The story goes that his wife, Josephine, was accident prone and often cut herself. This inspired Earle to look for an alternative that was less likely to get in the way of Josephine’s day to day work. He took a long strip of medical tape and placed small pieces of gauze, in the middle, at regular intervals; this way Josephine could cut the ‘band-aids’ off as she needed them. Earl covered the ‘band-aids’ with a strip of crinoline to keep them sterile and from the tape stocking to itself.
Earle showed his invention to his boss, at Johnson & Johnson, who was impressed with it. Soon afterward, the company began producing band-aids. The first Johnson & Johnson band-aids were two-and-a-half inches wide by eighteen inches long, which were cut to size as needed. In 1924, band-aids began being mass produced by machinery. By 1958, the sterile gauze was being covered with a vinyl strip of plastic.
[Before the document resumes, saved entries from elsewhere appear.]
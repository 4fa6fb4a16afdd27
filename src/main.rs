//! Sidekick - Entry Point
//!
//! Sets up the async runtime, probes the chat service, and runs the
//! interactive read loop: free text goes through one session turn and any
//! extracted action is executed immediately.

use sidekick::automation::{AutomationEngine, ExecutionResult};
use sidekick::core::config::AppPaths;
use sidekick::core::error::Result;
use sidekick::llm::client::OllamaClient;
use sidekick::session::Session;

use std::io::{self, Write};
use tokio::runtime::Runtime;

fn main() -> Result<()> {
    tracing_subscriber::fmt()
        .with_env_filter("sidekick=debug")
        .init();

    tracing::info!("Sidekick starting...");

    // Async runtime for the chat service calls
    let rt = Runtime::new()?;

    let client = OllamaClient::from_env();

    // Reachability check before dropping into the loop
    if !rt.block_on(client.probe()) {
        println!("⚠ Warning: can't reach the model server at {}!", client.host());
        println!("Make sure Ollama is installed and running:");
        println!("  1. Install: https://ollama.ai");
        println!("  2. Run: ollama serve");
        println!("  3. Pull a model: ollama pull {}", client.model());
        println!();
        print!("Continue anyway? (y/n): ");
        io::stdout().flush()?;

        let mut answer = String::new();
        io::stdin().read_line(&mut answer)?;
        if !answer.trim().eq_ignore_ascii_case("y") {
            return Ok(());
        }
    }

    let engine = AutomationEngine::new(AppPaths::from_env());
    let mut session = Session::new(client);

    println!();
    println!("=== SIDEKICK ===");
    println!("Your chill desktop assistant");
    println!();
    println!("Try commands like:");
    println!("  - \"Let's start a lazy day\"");
    println!("  - \"Let's work on my project\"");
    println!("  - \"Open Discord and Steam\"");
    println!();
    println!("Type 'quit' to leave, 'reset' to clear the conversation");
    println!();

    // Main read loop
    loop {
        print!("> ");
        io::stdout().flush()?;

        let mut input = String::new();
        if io::stdin().read_line(&mut input)? == 0 {
            break;
        }
        let input = input.trim();

        if input.is_empty() {
            continue;
        }

        match input.to_lowercase().as_str() {
            "quit" | "exit" | "bye" | "q" => {
                println!("Sidekick: Later dude!");
                break;
            }
            "clear" | "reset" => {
                session.reset();
                println!("[Conversation reset]");
                continue;
            }
            _ => {}
        }

        let outcome = rt.block_on(session.turn(input));
        println!("Sidekick: {}", outcome.reply);

        if let Some(action) = outcome.action {
            println!("[Executing automation...]");
            report_execution(&engine.execute(Some(&action)));
        }
    }

    Ok(())
}

/// Print the outcome of one executed action
fn report_execution(result: &ExecutionResult) {
    match result {
        ExecutionResult::Success { results } => {
            println!("✓ Done!");
            for (name, ok) in results {
                if !ok {
                    println!("  (couldn't launch {})", name);
                }
            }
        }
        ExecutionResult::UnknownAction { action } => match action {
            Some(name) => println!("Action status: unknown action '{}'", name),
            None => println!("Action status: unknown action"),
        },
        ExecutionResult::NoAction => println!("Action status: nothing to do"),
    }
}
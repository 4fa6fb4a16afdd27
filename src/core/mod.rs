pub mod config;
pub mod error;

pub use config::AppPaths;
Initially band-aids weren’t commercially successful. That is until Johnson & Johnson employed a bit of clever marketing. The sales of band-aids exploded when they were distributed to the Boy Scout and unlimited supplies were donated to the army during World War II. Later, in 1951, Johnson & Johnson began, marketing band-aids to children by decorating them with cartoon characters.
By fulfilling a need (i.e. sure bandaging for minor cuts) and attaching it to patriotic icons, band-aid was inserted into the common language. The band-aid is now generically used to describe any adhesive bandage with a sterile gauze, regardless of whether it is made by Johnson & Johnson. The word and the essence of the band-aid have superseded the initial product. Band-aid has become a term given to quick, temporary solution to problems.